About eight months later, I started having bad neck pain so I went to a physiatrist who took more images and sent me to an orthopedic surgeon who finally told me that he thought I had lung cancer that had metastasized to my neck.
It was a terrible shock to both me and my family and I really thought that I was dead in the water. Luckily, after surgery to remove and replace the cancerous neck bones. a biopsy showed that my lung cancer had a mutation that was treatable with a targeted pill. That lasted three and a half years because had radiation to a few little progression spots. But then last May, I started having headaches a week after my petscan and then pain in my neck so I had a brain MRI which showed a new spot in my neck. A biopsy revealed another targetable mutation so I could avoid chemo again with a pill.
Luckily, I had COBRA for 18 months and then it was extended.
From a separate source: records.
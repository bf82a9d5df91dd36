use clap::Subcommand;

use crate::args::*;

#[derive(Debug, Subcommand)]
pub enum Command {
    /// Sweep the configuration grid and report the fastest configuration.
    Bench {
        #[command(flatten)]
        grid: GridArgs,
        #[command(flatten)]
        catalog: CatalogArgs,
        #[command(flatten)]
        store: StoreArgs,
        #[command(flatten)]
        timeout: TimeoutArgs,
        #[arg(long, value_enum, default_value_t = EventsKind::Log)]
        events: EventsKind,
        #[command(flatten)]
        output: OutputArgs,
    },
    /// List the operations of a catalog.
    Catalog {
        #[command(flatten)]
        catalog: CatalogArgs,
        #[command(flatten)]
        output: OutputArgs,
    },
    /// Create the insurance schema.
    Migrate {
        #[command(flatten)]
        store: StoreArgs,
        #[command(flatten)]
        output: OutputArgs,
    },
    /// Check database, schema, worker executable and resource sampling.
    Doctor {
        #[command(flatten)]
        store: StoreArgs,
        #[command(flatten)]
        output: OutputArgs,
    },
    /// Serves execution requests on stdin/stdout for a multiprocess pool.
    #[command(hide = true)]
    Worker {
        #[command(flatten)]
        catalog: CatalogArgs,
        #[command(flatten)]
        store: StoreArgs,
        #[command(flatten)]
        timeout: TimeoutArgs,
    },
}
Even though it was expensive, without it, all that I had saved up for retirement would have been gone. Medicare then kicked in and I have been so lucky to have affordable and accessible care. Can you imagine fighting cancer while worrying about having enough money to pay huge medical bills?
Currently how long this pill will last is the “emotional gun to my head” as I know that the average time on this pill before cancer progresses is about a year. After that things start getting ugly with chemo and clinical trials.
This disease is so aggressive that I have lost many other lung cancer survivor friends…many of them younger non-smoking women with little kids …and some pregnant women as well. I’ve learned that lung cancer kills more people than most cancers but is the least funded of major cancer types. I know that my days are limited so I try to live with that and spend as much time as I can enjoying my life while I still have quality of life. My advocacy for lung cancer will continue as long as I’m alive because RESEARCH =SURVIVAL and that is my only hope for living longer.